Having worked in the global health field, it has always concerned me that the emphasis of many in the field (and in the EA) community seems to be solely focused on second order interventions that bypass the state. Often it seems that the removal of particularly incompetent/abusive dictators would do much more in the long-run to improve healthcare outcomes than even the most well-suited targeted interventions. While the obvious pushback may be that regime change is difficult and there is no universal blueprint (nor guarantee that the next regime will be better), there does appear to be low hanging fruit on this front. For example, eSwatini’s monarch has systematically hindered economic growth while receiving millions in healthcare aid despite rates of HIV and other communicable diseases remaining as high as anywhere in the region. Recent protests suggest that well-targeted aid could facilitate a democratic transition, but this doesn’t seem to fit into any existing models of impact. Can anyone point me in the direction of any related work? Thanks in advance.
First off, remove democracy from your lexicon. It’s too complicated and confusing word, it means different things to different people. Usually if you bring democracy into this debate you get a circular answer by accidentally assuming many institutions at once.
A good starting question here is to think about the service recipients. What is the theory of change for how they compel the state to provide services under each system? What assumptions are needed for it to work?
Citizens have to coordinate to punish a leader that does not provide services if they want more services than the leader prefers to provide. So steps are:
Citizens must want services.
Citizens must find out if services are provided and if better provision is possible.
Citizens they must communicate to eachother both the information and their awareness.

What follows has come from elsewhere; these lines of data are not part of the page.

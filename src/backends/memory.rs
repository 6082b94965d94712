//! In-memory backend
//!
//! Keeps the most recent entries in a bounded queue. Useful as a test
//! double and for embedding a small crash buffer in an application.

use crate::core::{LogBackend, LogEntry, LogFormat, LogPriority, Result};
use parking_lot::Mutex;
use std::collections::VecDeque;

pub struct MemoryBackend {
    entries: Mutex<VecDeque<LogEntry>>,
    capacity: usize,
    format: LogFormat,
}

impl MemoryBackend {
    /// Keep at most `capacity` entries, evicting the oldest first
    pub fn new(capacity: usize) -> Self {
        Self {
            entries: Mutex::new(VecDeque::with_capacity(capacity.min(1024))),
            capacity: capacity.max(1),
            format: LogFormat::ThreadTime,
        }
    }

    /// Format used by [`dump`](Self::dump)
    #[must_use]
    pub fn with_format(mut self, format: LogFormat) -> Self {
        self.format = format;
        self
    }

    /// Snapshot of the stored entries, oldest first
    pub fn entries(&self) -> Vec<LogEntry> {
        self.entries.lock().iter().cloned().collect()
    }

    /// Stored messages for `tag`, oldest first
    pub fn messages_for(&self, tag: &str) -> Vec<String> {
        self.entries
            .lock()
            .iter()
            .filter(|e| e.tag == tag)
            .map(|e| e.message.clone())
            .collect()
    }

    pub fn count_at(&self, priority: LogPriority) -> usize {
        self.entries
            .lock()
            .iter()
            .filter(|e| e.priority == priority)
            .count()
    }

    pub fn len(&self) -> usize {
        self.entries.lock().len()
    }

    pub fn is_empty(&self) -> bool {
        self.entries.lock().is_empty()
    }

    pub fn clear(&self) {
        self.entries.lock().clear();
    }

    /// Render every stored entry
    pub fn dump(&self) -> Result<String> {
        let entries = self.entries.lock();
        let mut out = String::new();
        for entry in entries.iter() {
            out.push_str(&self.format.render(entry)?);
        }
        Ok(out)
    }
}

impl Default for MemoryBackend {
    fn default() -> Self {
        Self::new(256)
    }
}

impl LogBackend for MemoryBackend {
    fn write(&self, entry: &LogEntry) -> Result<usize> {
        let mut entries = self.entries.lock();
        while entries.len() >= self.capacity {
            entries.pop_front();
        }
        entries.push_back(entry.clone());
        Ok(entry.message.len())
    }

    fn flush(&self) -> Result<()> {
        Ok(())
    }

    fn name(&self) -> &str {
        "memory"
    }
}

Citizens they must coordinate to punish simultaneously because individually attack leaders is ineffective and punishable.
If they want to prevent leaders from counter punishing (repression), citizens must punish repression (see above steps).
Citizens must choose public goods over selling their votes.
Elections make the later steps easier by coordinating simultaneous punishments (election day). Experienced oppositions make 2 and 3 easier. If 1 or 6 are violated, you won’t get any benefit though. Also if the middle class solves this and the poor do not, guess who gets service...
The short answer is that many countries democratize but see little benefit for public service because this is a really long chain that can break down easily.
I may come back and find the studies for this stuff.
These are all good points and I think there is substantial evidence to support the majority of them. Quick tangent: I’m not so sure about your dismissal of the link between voters selling votes and a lack of service provision as there are several places in which selling votes often occurs as an inadequate form of exchange and/or a way of reallocating finances to allow for the purchase of goods.
Regardless of that minor detail, I’m more or less in agreement with this framework. It gets a bit more complicated when you introduce alternative systems of collective action and coordination in non-democracies, particularly as many contemporary autocracies have become more adept at using technology to both restrict voice through both repression and targeted goods provisions.
As you note in your later comment on Vietnam below this reflects the wide array of non-democracies and the relative permanence of current regimes/systems. If you do write a blog post I’d be curious to know from an EA perspective (and your perspective) what countries/systems could see the largest gains in quality of life/life years added by inducing transitions to more inclusive forms of governance. Do these match with the countries/systems most susceptible to transitions?
Yes there is a lot of work on this area. AFAIK not on health outcomes but on similar areas. If there’s interest I could do a blog post on it. https://github.com/tliptrot/Academic/raw/d4f44f249235afddbe16c67a3e6849038be22526/One Bullet Propert Rights Liptrot and Srivastava.pdf
Personally I’d be very interested in such a blog post
Above is my recent article on property rights and sudden deaths of autocrats, which is not really your question. When I find time!
Quick clarifying questions about your abstract if you have time. I’m confused about the term “weakly constrained”
Does “weakly constrained” mean (a) the leader is weak because elite supporters make the leader weak, (b) the elite supporters are weak and can’t limit the leader much, (c) a jargon-loaded academic definition that I shouldn’t worry too much about because it’s too hard to explain, or (d) something else?
Also, does personalist always mean anything about constrained-ness in theory? (Like I get in reality, it may correlate a certain way, but I’m wondering about the definition)
Good question. Perhaps I should clarify this in the abstract.
Weakly constrained means elite supporters cannot limite the leader much.
Personalist means weakly constrained by elite supporters. The idea is that one person has lots of power, hence personalist.
We also know a lot about what types of regimes are more susceptible to democratization. A democratization effort in Vietnam is much more likely to succeed because Vietnam is a party state, has some elections, has a strongish economy, etc. I can say more about that too.